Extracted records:
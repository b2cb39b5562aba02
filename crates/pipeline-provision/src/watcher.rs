//! Hot reload: turning file change notifications into invalidations.

use std::path::{Path, PathBuf};

use parking_lot::Mutex;
use slang_module_cache::source::FileChange;

use crate::provisioner::{InvalidationReport, Provisioner};

/// What the watcher is doing.
#[derive(Debug, Clone, Copy, PartialEq, Eq)]
#[expect(clippy::exhaustive_enums, reason = "It is expected to be exhaustive")]
pub enum WatcherState {
    /// Waiting for notifications.
    Idle,
    /// Checking which notified files really changed.
    ChangeDetected,
    /// Removing what was derived from changed files.
    Invalidating,
}

/// An error indicating that a directory could not be watched.
#[cfg(feature = "watch")]
#[derive(Debug, thiserror::Error)]
#[non_exhaustive]
pub enum WatchError {
    /// The platform watcher failed.
    #[error("failed to watch `{}`: {source}", path.display())]
    Notify {
        /// The directory.
        path: PathBuf,
        /// Source of the error.
        source: notify::Error,
    },
}

/// Feeds changed shader files into a [`Provisioner`].
///
/// Paths arrive over a channel, from the host's own file events through
/// [`sender`](Self::sender) or from directories watched with `watch_directory`
/// (`watch` feature). Nothing happens until [`process_pending`](Self::process_pending)
/// is called, typically once per frame.
#[derive(Debug)]
#[expect(clippy::module_name_repetitions, reason = "this is intended")]
pub struct HotReloadWatcher {
    /// What gets invalidated.
    provisioner: Provisioner,
    /// Sending end handed out to notification sources.
    sender: flume::Sender<PathBuf>,
    /// Paths notified but not processed yet.
    receiver: flume::Receiver<PathBuf>,
    /// Current state.
    state: Mutex<WatcherState>,
    /// Platform watchers, kept alive while the watcher lives.
    #[cfg(feature = "watch")]
    watchers: Vec<notify::RecommendedWatcher>,
}

impl HotReloadWatcher {
    /// Creates a watcher invalidating `provisioner`.
    #[inline]
    #[must_use]
    pub fn new(provisioner: Provisioner) -> Self {
        let (sender, receiver) = flume::unbounded();
        Self {
            provisioner,
            sender,
            receiver,
            state: Mutex::new(WatcherState::Idle),
            #[cfg(feature = "watch")]
            watchers: Vec::new(),
        }
    }

    /// A sender for paths of changed files.
    #[inline]
    #[must_use]
    pub fn sender(&self) -> flume::Sender<PathBuf> {
        self.sender.clone()
    }

    /// Notifies that `path` may have changed.
    #[inline]
    pub fn notify_changed(&self, path: impl Into<PathBuf>) {
        // The receiver lives in `self`, so sending can not fail.
        let _sent = self.sender.send(path.into());
    }

    /// Current state.
    #[inline]
    #[must_use]
    pub fn state(&self) -> WatcherState {
        *self.state.lock()
    }

    /// Number of notifications waiting to be processed.
    #[inline]
    #[must_use]
    pub fn pending(&self) -> usize {
        self.receiver.len()
    }

    /// Handles every notification received so far.
    ///
    /// Notified files whose content did not change, or which no shader includes or
    /// waits for, are ignored.
    #[inline]
    pub fn process_pending(&self) -> InvalidationReport {
        let paths: Vec<PathBuf> = self.receiver.try_iter().collect();
        if paths.is_empty() {
            return InvalidationReport::default();
        }
        log::trace!("processing {} change notification(s)", paths.len());
        self.reload(paths)
    }

    /// Checks every file the provisioner has loaded or is waiting for, for when
    /// notifications may have been missed.
    #[inline]
    pub fn check_all(&self) -> InvalidationReport {
        self.receiver.drain().for_each(drop);
        let mut paths = self.provisioner.sources().tracked_files();
        paths.extend(self.provisioner.unresolved_files());
        self.reload(paths)
    }

    /// Invalidates whatever depends on the files among `paths` that really changed.
    fn reload(&self, paths: Vec<PathBuf>) -> InvalidationReport {
        self.set_state(WatcherState::ChangeDetected);
        let sources = self.provisioner.sources();
        let unresolved = self.provisioner.unresolved_files();
        let mut changed: Vec<PathBuf> = paths
            .into_iter()
            .map(|path| canonical(&path))
            .filter(|path| {
                sources.digest(path).is_some() || unresolved.binary_search(path).is_ok()
            })
            .collect();
        changed.sort();
        changed.dedup();
        changed.retain(|path| match sources.refresh(path) {
            Ok(FileChange::Unchanged) => false,
            Ok(FileChange::Changed | FileChange::Removed) => true,
            Err(err) => {
                log::warn!("{err}");
                true
            }
        });

        let report = if changed.is_empty() {
            InvalidationReport::default()
        } else {
            for path in &changed {
                log::debug!("`{}` changed", path.display());
            }
            self.set_state(WatcherState::Invalidating);
            self.provisioner.invalidate_paths(&changed)
        };
        self.set_state(WatcherState::Idle);
        report
    }

    /// Moves to `state`.
    fn set_state(&self, state: WatcherState) {
        let mut current = self.state.lock();
        if *current != state {
            log::trace!("hot reload {:?} -> {state:?}", *current);
            *current = state;
        }
    }

    /// Watches `dir` and everything below it, feeding created and modified files
    /// into this watcher.
    ///
    /// # Errors
    ///
    /// Fails if the platform watcher can not be created or the directory can not be watched.
    #[cfg(feature = "watch")]
    #[inline]
    pub fn watch_directory(&mut self, dir: &Path) -> Result<(), WatchError> {
        use notify::{Config, EventKind, RecommendedWatcher, RecursiveMode, Watcher as _};

        let error = |source| WatchError::Notify {
            path: dir.to_path_buf(),
            source,
        };
        let sender = self.sender.clone();
        let mut watcher = RecommendedWatcher::new(
            move |res: notify::Result<notify::Event>| match res {
                Ok(event) => {
                    if matches!(
                        event.kind,
                        EventKind::Modify(_) | EventKind::Create(_) | EventKind::Remove(_)
                    ) {
                        for path in event.paths {
                            if sender.send(path).is_err() {
                                return;
                            }
                        }
                    }
                }
                Err(err) => log::warn!("file watcher error: {err}"),
            },
            Config::default(),
        )
        .map_err(error)?;
        watcher.watch(dir, RecursiveMode::Recursive).map_err(error)?;
        log::debug!("watching `{}` for shader changes", dir.display());
        self.watchers.push(watcher);
        Ok(())
    }
}

/// The canonical form of `path`, or `path` itself if it no longer exists.
fn canonical(path: &Path) -> PathBuf {
    dunce::canonicalize(path).unwrap_or_else(|_err| path.to_path_buf())
}
//! The capability interface through which GPU objects are created and destroyed.
//!
//! The host application supplies the implementation for its graphics API. A
//! [`HeadlessBackend`] is provided for tools, CI and tests.

use core::{
    fmt,
    num::NonZeroU64,
    sync::atomic::{AtomicU64, Ordering},
};

use parking_lot::Mutex;
use rustc_hash::FxHashMap;
use slang_module_cache::{module::CompiledModule, options::ShaderStage};

use crate::descriptor::PipelineDescriptor;

/// Opaque handle of an object living on the GPU.
#[derive(Debug, Clone, Copy, PartialEq, Eq, Hash)]
#[expect(clippy::exhaustive_structs, reason = "an opaque id")]
pub struct GpuHandle(pub NonZeroU64);

impl fmt::Display for GpuHandle {
    #[expect(
        clippy::min_ident_chars,
        reason = "It's a core library trait implementation"
    )]
    #[inline]
    fn fmt(&self, f: &mut fmt::Formatter<'_>) -> fmt::Result {
        write!(f, "#{}", self.0)
    }
}

/// A shader module created for one stage of a pipeline being built.
#[derive(Debug, Clone, Copy, PartialEq, Eq)]
#[non_exhaustive]
pub struct StageHandle {
    /// The stage.
    pub stage: ShaderStage,
    /// The shader module.
    pub module: GpuHandle,
    /// Index of the stage in the descriptor.
    pub index: usize,
}

impl StageHandle {
    /// Creates a stage handle.
    #[inline]
    #[must_use]
    pub const fn new(stage: ShaderStage, module: GpuHandle, index: usize) -> Self {
        Self {
            stage,
            module,
            index,
        }
    }
}

/// An error indicating that the GPU refused to create an object.
#[derive(Debug, Clone, PartialEq, Eq, thiserror::Error)]
#[non_exhaustive]
pub enum GpuAllocationError {
    /// The device ran out of memory or of handles.
    #[error("out of GPU memory while creating {what}")]
    OutOfMemory {
        /// What was being created.
        what: &'static str,
    },
    /// The driver rejected the object.
    #[error("the driver rejected the {what}: {reason}")]
    Rejected {
        /// What was being created.
        what: &'static str,
        /// Why, as reported by the driver.
        reason: String,
    },
    /// The device is gone.
    #[error("the GPU device was lost")]
    DeviceLost,
}

/// Creates and destroys GPU objects.
///
/// Creation may happen on any thread. Destruction is only requested from the thread
/// calling [`Provisioner::frame_completed`](crate::provisioner::Provisioner::frame_completed)
/// or [`Provisioner::shutdown`](crate::provisioner::Provisioner::shutdown).
pub trait GraphicsBackend: Send + Sync {
    /// Name for log messages.
    fn name(&self) -> &str;

    /// Uploads a compiled module.
    ///
    /// # Errors
    ///
    /// Fails if the GPU cannot hold the module.
    fn create_shader_module(
        &self,
        module: &CompiledModule,
    ) -> Result<GpuHandle, GpuAllocationError>;

    /// Releases a shader module.
    fn destroy_shader_module(&self, handle: GpuHandle);

    /// Creates a pipeline from its descriptor and freshly created stage modules.
    ///
    /// # Errors
    ///
    /// Fails if the GPU cannot create the pipeline.
    fn create_pipeline(
        &self,
        descriptor: &PipelineDescriptor,
        stages: &[StageHandle],
    ) -> Result<GpuHandle, GpuAllocationError>;

    /// Releases a pipeline.
    fn destroy_pipeline(&self, handle: GpuHandle);
}

/// Kind of a live headless object.
#[derive(Debug, Clone, Copy, PartialEq, Eq)]
#[non_exhaustive]
pub enum ObjectKind {
    /// A shader module.
    ShaderModule,
    /// A pipeline.
    Pipeline,
}

/// A backend without a GPU which hands out handles and tracks which are alive.
#[derive(Debug)]
pub struct HeadlessBackend {
    /// Last handle given out.
    next: AtomicU64,
    /// Live objects.
    live: Mutex<FxHashMap<GpuHandle, ObjectKind>>,
    /// Number of objects that may be alive at once, unbounded if `None`.
    max_live: Option<usize>,
    /// Pipelines created over the backend's lifetime.
    pipelines_created: AtomicU64,
}

impl Default for HeadlessBackend {
    #[inline]
    fn default() -> Self {
        Self::new()
    }
}

impl HeadlessBackend {
    /// Creates an unbounded headless backend.
    #[inline]
    #[must_use]
    pub fn new() -> Self {
        Self {
            next: AtomicU64::new(0),
            live: Mutex::new(FxHashMap::default()),
            max_live: None,
            pipelines_created: AtomicU64::new(0),
        }
    }

    /// Fails allocations once `max_live` objects are alive.
    #[inline]
    #[must_use]
    pub fn max_live(self, max_live: Option<usize>) -> Self {
        Self { max_live, ..self }
    }

    /// Registers a new live object.
    fn allocate(
        &self,
        kind: ObjectKind,
        what: &'static str,
    ) -> Result<GpuHandle, GpuAllocationError> {
        let mut live = self.live.lock();
        if self.max_live.is_some_and(|max| live.len() >= max) {
            return Err(GpuAllocationError::OutOfMemory { what });
        }
        let id = self.next.fetch_add(1, Ordering::Relaxed) + 1;
        let handle =
            GpuHandle(NonZeroU64::new(id).ok_or(GpuAllocationError::OutOfMemory { what })?);
        live.insert(handle, kind);
        Ok(handle)
    }

    /// Removes a live object, complaining about double frees.
    fn release(&self, handle: GpuHandle, kind: ObjectKind) {
        match self.live.lock().remove(&handle) {
            Some(found) if found == kind => {}
            Some(found) => log::error!("{handle} destroyed as {kind:?} but is a {found:?}"),
            None => log::error!("{handle} destroyed twice or never created"),
        }
    }

    /// Number of live objects of `kind`.
    #[inline]
    #[must_use]
    pub fn live(&self, kind: ObjectKind) -> usize {
        self.live
            .lock()
            .values()
            .filter(|&&found| found == kind)
            .count()
    }

    /// Number of live objects of any kind.
    #[inline]
    #[must_use]
    pub fn live_total(&self) -> usize {
        self.live.lock().len()
    }

    /// Whether `handle` is alive.
    #[inline]
    #[must_use]
    pub fn is_live(&self, handle: GpuHandle) -> bool {
        self.live.lock().contains_key(&handle)
    }

    /// Number of pipelines ever created.
    #[inline]
    #[must_use]
    pub fn pipelines_created(&self) -> u64 {
        self.pipelines_created.load(Ordering::Relaxed)
    }
}

impl GraphicsBackend for HeadlessBackend {
    #[inline]
    fn name(&self) -> &str {
        "headless"
    }

    #[inline]
    fn create_shader_module(
        &self,
        module: &CompiledModule,
    ) -> Result<GpuHandle, GpuAllocationError> {
        if module.payload().is_empty() {
            return Err(GpuAllocationError::Rejected {
                what: "shader module",
                reason: "empty module".to_owned(),
            });
        }
        self.allocate(ObjectKind::ShaderModule, "shader module")
    }

    #[inline]
    fn destroy_shader_module(&self, handle: GpuHandle) {
        self.release(handle, ObjectKind::ShaderModule);
    }

    #[inline]
    fn create_pipeline(
        &self,
        descriptor: &PipelineDescriptor,
        stages: &[StageHandle],
    ) -> Result<GpuHandle, GpuAllocationError> {
        if stages.len() != descriptor.stages().len() {
            return Err(GpuAllocationError::Rejected {
                what: "pipeline",
                reason: format!(
                    "{} stage modules for {} stages",
                    stages.len(),
                    descriptor.stages().len()
                ),
            });
        }
        if let Some(dead) = stages.iter().find(|stage| !self.is_live(stage.module)) {
            return Err(GpuAllocationError::Rejected {
                what: "pipeline",
                reason: format!("stage module {} is not alive", dead.module),
            });
        }
        let handle = self.allocate(ObjectKind::Pipeline, "pipeline")?;
        self.pipelines_created.fetch_add(1, Ordering::Relaxed);
        Ok(handle)
    }

    #[inline]
    fn destroy_pipeline(&self, handle: GpuHandle) {
        self.release(handle, ObjectKind::Pipeline);
    }
}

#[cfg(test)]
mod test {
    use slang_module_cache::{
        fingerprint::CompileFingerprint,
        module::{CompileOutput, EntryPoint},
    };

    use super::*;
    use crate::descriptor::FixedFunctionState;

    fn module() -> CompiledModule {
        CompiledModule::new(
            CompileFingerprint(1),
            CompileOutput::new(vec![3, 2, 35, 7], EntryPoint::new("main", ShaderStage::Compute)),
        )
    }

    #[test_log::test]
    fn tracks_live_objects() {
        let backend = HeadlessBackend::new();
        let shader = backend.create_shader_module(&module()).unwrap();
        let descriptor = PipelineDescriptor::new(FixedFunctionState::default())
            .stage(ShaderStage::Compute, CompileFingerprint(1));
        let pipeline = backend
            .create_pipeline(&descriptor, &[StageHandle::new(ShaderStage::Compute, shader, 0)])
            .unwrap();

        assert_eq!(backend.live(ObjectKind::ShaderModule), 1);
        assert_eq!(backend.live(ObjectKind::Pipeline), 1);
        backend.destroy_shader_module(shader);
        backend.destroy_pipeline(pipeline);
        assert_eq!(backend.live_total(), 0);
        assert_eq!(backend.pipelines_created(), 1);
    }

    #[test_log::test]
    fn limit_fails_allocation() {
        let backend = HeadlessBackend::new().max_live(Some(1));
        let first = backend.create_shader_module(&module()).unwrap();
        assert_eq!(
            backend.create_shader_module(&module()),
            Err(GpuAllocationError::OutOfMemory {
                what: "shader module"
            })
        );
        backend.destroy_shader_module(first);
        assert!(backend.create_shader_module(&module()).is_ok());
    }
}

◆ What is needed ◆
Copy each line of the preceding data that contains the string "once".

◆ Response to this task ◆
/// is called, typically once per frame.
    /// Number of objects that may be alive at once, unbounded if `None`.
    /// Fails allocations once `max_live` objects are alive.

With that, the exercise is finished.